__About this exercise__
Report, as a single number, how many lines of the records contain the word "ScenarioErr".

——

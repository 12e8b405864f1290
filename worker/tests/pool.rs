use std::{num::NonZeroUsize, sync::Arc};

use machine_learning::{
    Checkpoint, Normalizers, Predictor, TrainingSample,
    arch::{ActFnSpec, ModelSpec},
    initialization,
};
use rand::{SeedableRng, rngs::StdRng};
use worker::{
    Augment, Evaluate, FailureKind, PoolConfig, PoolErr, Progress, ScenarioErr, ScenarioOracle,
    ScenarioRange, SimulationWorker, SyntheticOracle, WorkerPool,
};

const SENSORS: usize = 3;
const CORRECTORS_X: usize = 2;
const CORRECTORS_Y: usize = 1;

fn oracle() -> SyntheticOracle {
    SyntheticOracle::new(SENSORS, CORRECTORS_X, CORRECTORS_Y, 0.01, 21)
}

fn checkpoint(oracle: &SyntheticOracle) -> Checkpoint {
    let correctors = CORRECTORS_X + CORRECTORS_Y;
    let spec = ModelSpec::feed_forward(
        2 * SENSORS + correctors,
        &[16],
        correctors,
        ActFnSpec::LeakyRelu { slope: 0.01 },
        0.,
    );
    let params = initialization::initialize(&spec, &mut StdRng::seed_from_u64(1)).unwrap();

    let samples: Vec<_> = (100..110)
        .map(|id| {
            let scenario = oracle.load(id).unwrap();
            TrainingSample::new(
                scenario.pre.readings,
                scenario.pre.correctors.concat(),
                scenario.post.correctors.concat(),
            )
            .unwrap()
        })
        .collect();

    let mut normalizers = Normalizers::new();
    normalizers.fit(&samples).unwrap();

    Checkpoint::new(spec, params, normalizers, None).unwrap()
}

fn pool(workers: usize) -> WorkerPool {
    WorkerPool::new(PoolConfig::new(NonZeroUsize::new(workers).unwrap())).unwrap()
}

#[test]
fn augmentation_skips_unavailable_scenarios() {
    let oracle = oracle().with_unavailable([4, 11]);
    let bytes: Arc<[u8]> = checkpoint(&oracle).to_bytes().unwrap().into();
    let range = ScenarioRange::new(0, 19).unwrap();

    let output = pool(3)
        .run(range, bytes, Arc::new(oracle), Arc::new(Augment))
        .unwrap();

    assert_eq!(output.outputs.len(), 18);
    assert_eq!(output.progress.completed, 20);
    assert_eq!(output.progress.successful, 18);

    let mut failed: Vec<_> = output.failures.iter().map(|f| f.id).collect();
    failed.sort();
    assert_eq!(failed, [4, 11]);
    assert!(output.failures.iter().all(|f| f.kind == FailureKind::Unavailable));

    for sample in &output.outputs {
        assert_eq!(sample.trajectory().len(), SENSORS);
        assert_eq!(sample.initial_correctors().len(), CORRECTORS_X + CORRECTORS_Y);
    }
}

#[test]
fn parallel_and_sequential_evaluation_agree() {
    let oracle = oracle();
    let ckpt = checkpoint(&oracle);
    let bytes: Arc<[u8]> = ckpt.to_bytes().unwrap().into();
    let range = ScenarioRange::new(50, 62).unwrap();

    let mut sequential = SimulationWorker::new(0, Predictor::new(ckpt).unwrap(), Progress::new());
    let expected = sequential.run(range, &oracle, &Evaluate).unwrap();

    let output = pool(4)
        .run(range, bytes, Arc::new(oracle), Arc::new(Evaluate))
        .unwrap();

    assert_eq!(output.outputs, expected.outputs);
    assert!(output.failures.is_empty());
}

#[test]
fn more_workers_than_scenarios() {
    let oracle = oracle();
    let bytes: Arc<[u8]> = checkpoint(&oracle).to_bytes().unwrap().into();
    let range = ScenarioRange::new(7, 8).unwrap();

    let output = pool(8)
        .run(range, bytes, Arc::new(oracle), Arc::new(Evaluate))
        .unwrap();

    let ids: Vec<_> = output.outputs.iter().map(|m| m.id).collect();
    assert_eq!(ids, [7, 8]);
}

#[test]
fn shape_mismatch_aborts_the_run() {
    let trained_on = oracle();
    let bytes: Arc<[u8]> = checkpoint(&trained_on).to_bytes().unwrap().into();
    let other = SyntheticOracle::new(SENSORS + 1, CORRECTORS_X, CORRECTORS_Y, 0.01, 21);
    let range = ScenarioRange::new(0, 5).unwrap();

    let res = pool(2).run(range, bytes, Arc::new(other), Arc::new(Augment));

    assert!(matches!(
        res,
        Err(PoolErr::Scenario(ScenarioErr::Model { .. }))
    ));
}

#[test]
fn corrupt_checkpoint_is_reported() {
    let bytes: Arc<[u8]> = vec![0u8; 5].into();
    let range = ScenarioRange::new(0, 3).unwrap();

    let res = pool(2).run(range, bytes, Arc::new(oracle()), Arc::new(Evaluate));

    assert!(matches!(res, Err(PoolErr::Checkpoint(_))));
}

——

__Answer for the task__
2